EXERCISE REQUIREMENTS: The required result is one figure, the count of lines below with the string "their" in them.

INPUT FOR THIS TASK:
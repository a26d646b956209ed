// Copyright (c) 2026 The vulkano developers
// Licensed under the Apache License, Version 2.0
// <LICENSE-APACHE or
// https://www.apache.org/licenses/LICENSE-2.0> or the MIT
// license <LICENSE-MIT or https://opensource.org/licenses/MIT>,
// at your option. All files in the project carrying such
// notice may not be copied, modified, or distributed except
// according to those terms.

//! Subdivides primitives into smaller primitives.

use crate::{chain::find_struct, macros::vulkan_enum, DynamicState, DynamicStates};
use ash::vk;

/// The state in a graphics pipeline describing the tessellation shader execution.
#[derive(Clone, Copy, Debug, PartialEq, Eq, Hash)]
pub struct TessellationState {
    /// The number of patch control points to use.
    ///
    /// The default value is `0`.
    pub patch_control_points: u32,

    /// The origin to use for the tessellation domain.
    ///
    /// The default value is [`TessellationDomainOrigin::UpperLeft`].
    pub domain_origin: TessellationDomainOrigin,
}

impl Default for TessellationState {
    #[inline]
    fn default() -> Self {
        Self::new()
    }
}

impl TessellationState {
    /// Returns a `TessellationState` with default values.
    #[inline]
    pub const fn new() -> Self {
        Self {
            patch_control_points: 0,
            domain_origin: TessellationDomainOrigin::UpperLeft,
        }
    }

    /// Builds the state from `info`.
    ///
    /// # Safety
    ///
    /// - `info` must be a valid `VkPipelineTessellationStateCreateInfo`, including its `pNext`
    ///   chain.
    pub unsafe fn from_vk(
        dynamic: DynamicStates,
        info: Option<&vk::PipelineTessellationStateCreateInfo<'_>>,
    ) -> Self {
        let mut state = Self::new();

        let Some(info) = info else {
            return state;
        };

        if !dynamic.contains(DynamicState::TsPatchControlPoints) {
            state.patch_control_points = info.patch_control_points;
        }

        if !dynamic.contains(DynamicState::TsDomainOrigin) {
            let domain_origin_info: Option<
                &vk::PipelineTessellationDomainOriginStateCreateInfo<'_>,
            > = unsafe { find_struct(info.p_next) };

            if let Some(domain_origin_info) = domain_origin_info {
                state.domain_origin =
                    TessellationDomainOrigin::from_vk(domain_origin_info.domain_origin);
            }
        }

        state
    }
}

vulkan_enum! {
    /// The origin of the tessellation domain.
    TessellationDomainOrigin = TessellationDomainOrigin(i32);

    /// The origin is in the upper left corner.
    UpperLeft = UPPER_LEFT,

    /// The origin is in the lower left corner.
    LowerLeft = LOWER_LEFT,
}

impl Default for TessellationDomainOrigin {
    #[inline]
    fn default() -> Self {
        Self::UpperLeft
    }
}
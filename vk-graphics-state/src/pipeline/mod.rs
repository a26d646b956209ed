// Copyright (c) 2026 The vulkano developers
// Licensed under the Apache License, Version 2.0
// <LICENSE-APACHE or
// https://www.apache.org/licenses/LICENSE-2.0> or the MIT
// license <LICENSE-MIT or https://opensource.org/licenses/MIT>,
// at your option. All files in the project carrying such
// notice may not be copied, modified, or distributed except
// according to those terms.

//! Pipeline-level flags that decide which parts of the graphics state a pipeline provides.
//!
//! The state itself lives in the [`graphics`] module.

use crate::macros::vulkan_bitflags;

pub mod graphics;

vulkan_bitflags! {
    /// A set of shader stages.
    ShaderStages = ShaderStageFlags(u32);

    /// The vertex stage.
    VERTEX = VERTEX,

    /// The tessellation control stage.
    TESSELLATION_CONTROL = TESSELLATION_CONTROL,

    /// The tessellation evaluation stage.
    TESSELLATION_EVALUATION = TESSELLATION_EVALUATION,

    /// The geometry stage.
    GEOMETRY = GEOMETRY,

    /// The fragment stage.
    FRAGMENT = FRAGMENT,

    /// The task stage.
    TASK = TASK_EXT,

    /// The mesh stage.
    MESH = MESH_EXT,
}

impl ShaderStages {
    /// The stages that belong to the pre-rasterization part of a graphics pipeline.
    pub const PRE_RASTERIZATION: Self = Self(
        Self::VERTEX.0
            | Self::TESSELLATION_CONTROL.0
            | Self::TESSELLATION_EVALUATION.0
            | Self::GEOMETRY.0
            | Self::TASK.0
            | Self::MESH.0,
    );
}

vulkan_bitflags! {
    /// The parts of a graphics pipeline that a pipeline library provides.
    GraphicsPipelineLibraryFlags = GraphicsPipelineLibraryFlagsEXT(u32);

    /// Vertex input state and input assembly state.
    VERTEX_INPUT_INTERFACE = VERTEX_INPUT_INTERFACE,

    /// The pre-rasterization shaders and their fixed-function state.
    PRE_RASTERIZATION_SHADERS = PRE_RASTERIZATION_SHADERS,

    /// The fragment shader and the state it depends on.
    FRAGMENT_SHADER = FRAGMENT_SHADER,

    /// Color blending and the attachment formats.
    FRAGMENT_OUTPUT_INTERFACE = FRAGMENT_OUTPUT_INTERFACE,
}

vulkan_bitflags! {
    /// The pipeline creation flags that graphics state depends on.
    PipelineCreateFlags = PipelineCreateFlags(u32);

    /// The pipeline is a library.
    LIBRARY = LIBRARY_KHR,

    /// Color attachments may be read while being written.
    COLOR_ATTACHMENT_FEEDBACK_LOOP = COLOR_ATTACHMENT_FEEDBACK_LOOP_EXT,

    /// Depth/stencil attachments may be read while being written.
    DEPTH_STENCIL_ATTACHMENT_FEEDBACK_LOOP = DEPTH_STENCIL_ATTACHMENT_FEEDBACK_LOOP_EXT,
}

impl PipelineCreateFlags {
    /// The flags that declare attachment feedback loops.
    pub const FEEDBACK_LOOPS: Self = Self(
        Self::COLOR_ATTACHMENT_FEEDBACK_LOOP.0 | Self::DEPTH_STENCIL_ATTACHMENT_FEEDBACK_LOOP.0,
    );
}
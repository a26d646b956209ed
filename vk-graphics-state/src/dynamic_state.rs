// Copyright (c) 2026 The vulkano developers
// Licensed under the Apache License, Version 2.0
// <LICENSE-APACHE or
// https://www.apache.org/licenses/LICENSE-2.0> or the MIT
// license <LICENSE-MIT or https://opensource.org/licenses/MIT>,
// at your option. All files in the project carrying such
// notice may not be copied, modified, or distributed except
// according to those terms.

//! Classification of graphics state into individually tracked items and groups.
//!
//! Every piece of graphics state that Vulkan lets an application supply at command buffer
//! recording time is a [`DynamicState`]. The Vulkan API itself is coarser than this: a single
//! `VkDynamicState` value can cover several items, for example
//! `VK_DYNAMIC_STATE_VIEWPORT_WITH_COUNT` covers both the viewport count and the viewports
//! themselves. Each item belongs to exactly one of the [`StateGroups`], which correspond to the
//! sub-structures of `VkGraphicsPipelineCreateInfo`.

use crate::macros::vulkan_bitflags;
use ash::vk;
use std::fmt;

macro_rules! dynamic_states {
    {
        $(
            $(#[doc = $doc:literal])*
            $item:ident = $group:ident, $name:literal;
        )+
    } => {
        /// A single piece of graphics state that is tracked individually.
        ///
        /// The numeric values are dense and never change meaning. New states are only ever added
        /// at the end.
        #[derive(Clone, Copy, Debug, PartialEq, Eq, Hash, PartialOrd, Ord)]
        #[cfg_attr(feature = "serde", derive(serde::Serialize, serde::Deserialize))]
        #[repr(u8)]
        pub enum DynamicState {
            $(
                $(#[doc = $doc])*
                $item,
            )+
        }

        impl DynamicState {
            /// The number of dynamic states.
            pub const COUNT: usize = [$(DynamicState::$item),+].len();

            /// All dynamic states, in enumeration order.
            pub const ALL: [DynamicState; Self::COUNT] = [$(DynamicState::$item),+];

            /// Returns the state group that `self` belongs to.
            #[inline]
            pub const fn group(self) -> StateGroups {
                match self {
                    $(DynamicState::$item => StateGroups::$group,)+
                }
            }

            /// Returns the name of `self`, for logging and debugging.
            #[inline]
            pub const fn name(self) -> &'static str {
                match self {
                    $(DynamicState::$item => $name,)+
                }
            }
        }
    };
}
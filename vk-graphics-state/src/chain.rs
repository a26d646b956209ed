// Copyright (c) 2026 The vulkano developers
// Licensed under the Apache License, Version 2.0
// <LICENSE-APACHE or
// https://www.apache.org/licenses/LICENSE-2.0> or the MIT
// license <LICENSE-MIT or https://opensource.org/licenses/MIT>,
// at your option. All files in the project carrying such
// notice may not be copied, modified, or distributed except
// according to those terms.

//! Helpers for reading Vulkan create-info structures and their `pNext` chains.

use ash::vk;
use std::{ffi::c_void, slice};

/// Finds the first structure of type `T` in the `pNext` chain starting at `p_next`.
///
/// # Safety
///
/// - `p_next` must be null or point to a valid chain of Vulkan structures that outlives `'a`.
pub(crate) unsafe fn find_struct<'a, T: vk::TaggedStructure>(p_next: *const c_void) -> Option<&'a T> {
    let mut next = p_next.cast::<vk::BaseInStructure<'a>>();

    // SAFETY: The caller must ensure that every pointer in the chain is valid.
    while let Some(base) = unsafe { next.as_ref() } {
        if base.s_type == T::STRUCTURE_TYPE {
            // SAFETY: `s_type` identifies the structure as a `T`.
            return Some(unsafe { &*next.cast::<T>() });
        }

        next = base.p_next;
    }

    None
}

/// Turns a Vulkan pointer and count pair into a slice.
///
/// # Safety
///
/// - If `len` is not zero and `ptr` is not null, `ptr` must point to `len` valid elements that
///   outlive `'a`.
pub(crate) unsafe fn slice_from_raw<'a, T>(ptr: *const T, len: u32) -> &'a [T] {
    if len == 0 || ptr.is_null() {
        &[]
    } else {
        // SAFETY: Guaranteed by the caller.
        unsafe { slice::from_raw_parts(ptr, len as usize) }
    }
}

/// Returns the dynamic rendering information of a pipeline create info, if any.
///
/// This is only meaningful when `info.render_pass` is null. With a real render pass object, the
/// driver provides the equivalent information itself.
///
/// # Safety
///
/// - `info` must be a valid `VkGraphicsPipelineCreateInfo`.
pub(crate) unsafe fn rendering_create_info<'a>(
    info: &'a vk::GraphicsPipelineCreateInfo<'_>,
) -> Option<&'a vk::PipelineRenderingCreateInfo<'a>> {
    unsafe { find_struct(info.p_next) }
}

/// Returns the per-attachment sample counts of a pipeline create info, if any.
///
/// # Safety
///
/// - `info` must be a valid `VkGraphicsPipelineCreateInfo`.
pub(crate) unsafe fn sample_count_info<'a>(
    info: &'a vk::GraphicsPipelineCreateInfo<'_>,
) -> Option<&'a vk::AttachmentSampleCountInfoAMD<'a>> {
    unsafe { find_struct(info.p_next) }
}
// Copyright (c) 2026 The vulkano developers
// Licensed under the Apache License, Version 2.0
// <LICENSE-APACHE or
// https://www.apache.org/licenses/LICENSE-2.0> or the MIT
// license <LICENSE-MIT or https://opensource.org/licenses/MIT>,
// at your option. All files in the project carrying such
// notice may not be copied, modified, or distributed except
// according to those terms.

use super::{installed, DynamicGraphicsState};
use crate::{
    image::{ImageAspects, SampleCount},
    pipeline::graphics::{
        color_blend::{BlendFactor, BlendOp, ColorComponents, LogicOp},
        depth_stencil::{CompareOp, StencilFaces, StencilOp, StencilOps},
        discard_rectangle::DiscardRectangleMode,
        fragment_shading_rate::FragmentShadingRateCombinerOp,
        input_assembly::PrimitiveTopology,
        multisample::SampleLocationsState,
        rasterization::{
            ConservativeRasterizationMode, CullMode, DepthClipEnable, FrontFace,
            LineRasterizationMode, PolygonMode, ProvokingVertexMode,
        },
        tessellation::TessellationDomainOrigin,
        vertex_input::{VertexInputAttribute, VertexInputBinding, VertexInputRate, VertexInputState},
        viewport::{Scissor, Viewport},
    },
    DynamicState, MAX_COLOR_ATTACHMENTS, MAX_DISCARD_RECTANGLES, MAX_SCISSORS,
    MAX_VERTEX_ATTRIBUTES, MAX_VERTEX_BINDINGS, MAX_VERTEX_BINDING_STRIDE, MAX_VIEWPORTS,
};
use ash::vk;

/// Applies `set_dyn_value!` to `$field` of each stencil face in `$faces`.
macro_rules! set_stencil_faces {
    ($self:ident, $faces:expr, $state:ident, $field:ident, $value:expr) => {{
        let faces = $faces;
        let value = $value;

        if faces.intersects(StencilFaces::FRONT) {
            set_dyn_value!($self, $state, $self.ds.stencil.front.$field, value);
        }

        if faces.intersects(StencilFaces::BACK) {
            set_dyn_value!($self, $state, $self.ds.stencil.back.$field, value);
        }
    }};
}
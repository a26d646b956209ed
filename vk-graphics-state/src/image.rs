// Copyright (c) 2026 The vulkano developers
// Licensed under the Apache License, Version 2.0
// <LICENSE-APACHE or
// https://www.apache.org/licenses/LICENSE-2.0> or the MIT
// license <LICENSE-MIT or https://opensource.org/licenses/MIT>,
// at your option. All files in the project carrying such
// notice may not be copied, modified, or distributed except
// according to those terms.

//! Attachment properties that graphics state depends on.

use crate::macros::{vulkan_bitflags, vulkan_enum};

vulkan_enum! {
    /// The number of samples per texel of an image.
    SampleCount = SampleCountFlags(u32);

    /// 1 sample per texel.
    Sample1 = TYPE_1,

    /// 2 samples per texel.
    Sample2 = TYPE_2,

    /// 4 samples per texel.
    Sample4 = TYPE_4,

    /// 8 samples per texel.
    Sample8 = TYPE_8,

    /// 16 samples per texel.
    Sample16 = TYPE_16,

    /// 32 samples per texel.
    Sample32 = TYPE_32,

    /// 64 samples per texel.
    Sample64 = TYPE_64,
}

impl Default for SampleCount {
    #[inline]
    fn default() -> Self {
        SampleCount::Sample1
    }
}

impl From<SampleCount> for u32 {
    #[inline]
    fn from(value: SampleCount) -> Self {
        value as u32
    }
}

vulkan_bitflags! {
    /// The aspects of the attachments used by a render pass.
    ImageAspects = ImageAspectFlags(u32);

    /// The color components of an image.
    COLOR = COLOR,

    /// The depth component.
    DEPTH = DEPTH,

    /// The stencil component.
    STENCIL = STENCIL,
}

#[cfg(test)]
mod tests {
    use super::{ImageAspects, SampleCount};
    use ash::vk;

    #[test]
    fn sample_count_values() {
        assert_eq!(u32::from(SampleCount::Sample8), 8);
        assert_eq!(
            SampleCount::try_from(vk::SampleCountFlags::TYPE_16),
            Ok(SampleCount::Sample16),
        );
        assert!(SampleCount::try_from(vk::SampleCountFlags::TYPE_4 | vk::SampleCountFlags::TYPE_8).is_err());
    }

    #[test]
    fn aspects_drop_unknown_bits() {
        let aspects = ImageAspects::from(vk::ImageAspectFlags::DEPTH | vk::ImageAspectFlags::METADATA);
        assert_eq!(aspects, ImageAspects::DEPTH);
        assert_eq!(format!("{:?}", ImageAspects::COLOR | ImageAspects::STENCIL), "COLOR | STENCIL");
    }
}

REPLY TO THE TASK: 2